__EXERCISE DESCRIPTION__: Copy out all lines in the data below containing the string "stored".

__DATA SHOWN__:
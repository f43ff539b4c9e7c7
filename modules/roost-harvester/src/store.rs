// Post persistence. PostStore is the trait seam; PgPostStore is Postgres,
// with the full API payload landing in a JSONB column.

use async_trait::async_trait;
use chrono::{DateTime, NaiveDate, Utc};
use sqlx::PgPool;
use tracing::warn;

use roost_common::HarvestError;
use timeline_client::TimelinePost;

/// Source-format creation timestamps: `Wed Oct 10 20:19:24 +0000 2018`.
const CREATED_AT_FORMAT: &str = "%a %b %d %H:%M:%S %z %Y";

/// Outcome of an insert attempt. Duplicates are expected whenever a boundary
/// overlaps an earlier run, and are not errors.
#[derive(Debug, Clone, Copy, PartialEq, Eq)]
pub enum InsertOutcome {
    Inserted,
    Duplicate,
}

/// A post ready for persistence.
///
/// `author` is always the work-queue handle, not whatever casing the payload
/// carries — checkpoint queries filter on it, so insert and lookup must agree.
#[derive(Debug, Clone)]
pub struct NewPost {
    pub post_id: i64,
    pub author: String,
    pub content: Option<String>,
    pub created_at_raw: Option<String>,
    pub post_date: Option<NaiveDate>,
    pub harvested_at: DateTime<Utc>,
    pub payload: serde_json::Value,
}

impl NewPost {
    /// Build a storable post from an API payload.
    ///
    /// An unparseable creation timestamp leaves `post_date` empty and is
    /// logged; the raw payload still holds whatever the API sent.
    pub fn from_timeline(
        handle: &str,
        post: &TimelinePost,
        now: DateTime<Utc>,
    ) -> Result<Self, HarvestError> {
        let post_date = match post.created_at.as_deref() {
            Some(raw) => match DateTime::parse_from_str(raw, CREATED_AT_FORMAT) {
                Ok(ts) => Some(ts.date_naive()),
                Err(e) => {
                    warn!(post_id = post.id, raw, error = %e, "Unparseable creation timestamp");
                    None
                }
            },
            None => None,
        };

        let payload = serde_json::to_value(post)
            .map_err(|e| HarvestError::Malformed(format!("post {}: {e}", post.id)))?;

        Ok(Self {
            post_id: post.id,
            author: handle.to_string(),
            content: post.content().map(str::to_string),
            created_at_raw: post.created_at.clone(),
            post_date,
            harvested_at: now,
            payload,
        })
    }
}

#[async_trait]
pub trait PostStore: Send + Sync {
    /// Insert one post, deduplicating on its external id.
    async fn insert(&self, post: &NewPost) -> Result<InsertOutcome, HarvestError>;

    /// Oldest external id stored for an account, if any posts exist.
    async fn oldest_id(&self, handle: &str) -> Result<Option<i64>, HarvestError>;

    /// Newest external id stored for an account, if any posts exist.
    async fn newest_id(&self, handle: &str) -> Result<Option<i64>, HarvestError>;
}

pub struct PgPostStore {
    pool: PgPool,
}

impl PgPostStore {
    pub fn new(pool: PgPool) -> Self {
        Self { pool }
    }

    /// Run the embedded SQL migrations.
    pub async fn migrate(&self) -> Result<(), HarvestError> {
        sqlx::migrate!("./migrations")
            .run(&self.pool)
            .await
            .map_err(|e| HarvestError::Store(e.to_string()))?;
        Ok(())
    }
}

#[async_trait]
impl PostStore for PgPostStore {
    async fn insert(&self, post: &NewPost) -> Result<InsertOutcome, HarvestError> {
        let result = sqlx::query(
            r#"
            INSERT INTO posts
                (post_id, author, content, created_at_raw, post_date, harvested_at, payload)
            VALUES ($1, $2, $3, $4, $5, $6, $7)
            ON CONFLICT (post_id) DO NOTHING
            "#,
        )
        .bind(post.post_id)
        .bind(&post.author)
        .bind(&post.content)
        .bind(&post.created_at_raw)
        .bind(post.post_date)
        .bind(post.harvested_at)
        .bind(&post.payload)
        .execute(&self.pool)
        .await
        .map_err(|e| HarvestError::Store(e.to_string()))?;

        if result.rows_affected() == 0 {
            Ok(InsertOutcome::Duplicate)
        } else {
            Ok(InsertOutcome::Inserted)
        }
    }

    async fn oldest_id(&self, handle: &str) -> Result<Option<i64>, HarvestError> {
        sqlx::query_scalar::<_, Option<i64>>("SELECT MIN(post_id) FROM posts WHERE author = $1")
            .bind(handle)
            .fetch_one(&self.pool)
            .await
            .map_err(|e| HarvestError::Store(e.to_string()))
    }

    async fn newest_id(&self, handle: &str) -> Result<Option<i64>, HarvestError> {
        sqlx::query_scalar::<_, Option<i64>>("SELECT MAX(post_id) FROM posts WHERE author = $1")
            .bind(handle)
            .fetch_one(&self.pool)
            .await
            .map_err(|e| HarvestError::Store(e.to_string()))
    }
}
// Backfill: walk an account's visible history from its newest post back to
// the beginning of the timeline.

use chrono::{DateTime, Utc};
use tracing::{debug, info};

use roost_common::HarvestError;
use timeline_client::TimelinePost;

use crate::fetcher::{Boundary, Timeline, PAGE_SIZE};
use crate::store::{InsertOutcome, NewPost, PostStore};

/// Per-account tallies, folded into the run totals by the driver.
#[derive(Debug, Default, Clone, Copy)]
pub struct AccountStats {
    pub pages: u32,
    pub inserted: u32,
    pub duplicates: u32,
}

/// Insert every post of one fetched page, tallying outcomes. An empty page
/// leaves the tallies untouched, so `pages` counts pages that held posts.
pub(crate) async fn insert_page(
    store: &dyn PostStore,
    handle: &str,
    page: &[TimelinePost],
    now: DateTime<Utc>,
    stats: &mut AccountStats,
) -> Result<(), HarvestError> {
    if page.is_empty() {
        return Ok(());
    }
    stats.pages += 1;
    for post in page {
        let new_post = NewPost::from_timeline(handle, post, now)?;
        match store.insert(&new_post).await? {
            InsertOutcome::Inserted => stats.inserted += 1,
            InsertOutcome::Duplicate => {
                debug!(post_id = post.id, "Already stored, skipping");
                stats.duplicates += 1;
            }
        }
    }
    Ok(())
}

/// Fetch an account's full visible history.
///
/// The first call takes the newest posts; every following page continues
/// strictly below the oldest id the store holds, so an interrupted backfill
/// resumes where its data ends rather than where its loop died. An empty
/// page ends the walk.
pub async fn run(
    fetcher: &dyn Timeline,
    store: &dyn PostStore,
    handle: &str,
    now: DateTime<Utc>,
) -> Result<AccountStats, HarvestError> {
    let mut stats = AccountStats::default();

    info!(handle, "Backfill: fetching newest posts");
    let page = fetcher.fetch_page(handle, PAGE_SIZE, Boundary::Latest).await?;
    insert_page(store, handle, &page, now, &mut stats).await?;

    loop {
        let Some(oldest) = store.oldest_id(handle).await? else {
            // Nothing stored even after the initial fetch: the account has
            // no visible posts.
            info!(handle, "Backfill: timeline is empty");
            return Ok(stats);
        };

        let page = fetcher
            .fetch_page(handle, PAGE_SIZE, Boundary::OlderThan(oldest))
            .await?;
        if page.is_empty() {
            break;
        }
        insert_page(store, handle, &page, now, &mut stats).await?;
    }

    info!(
        handle,
        pages = stats.pages,
        inserted = stats.inserted,
        duplicates = stats.duplicates,
        "Backfill complete"
    );
    Ok(stats)
}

__COMPLETED EXERCISE__:
    /// Oldest external id stored for an account, if any posts exist.
    /// Newest external id stored for an account, if any posts exist.
                debug!(post_id = post.id, "Already stored, skipping");
            // Nothing stored even after the initial fetch: the account has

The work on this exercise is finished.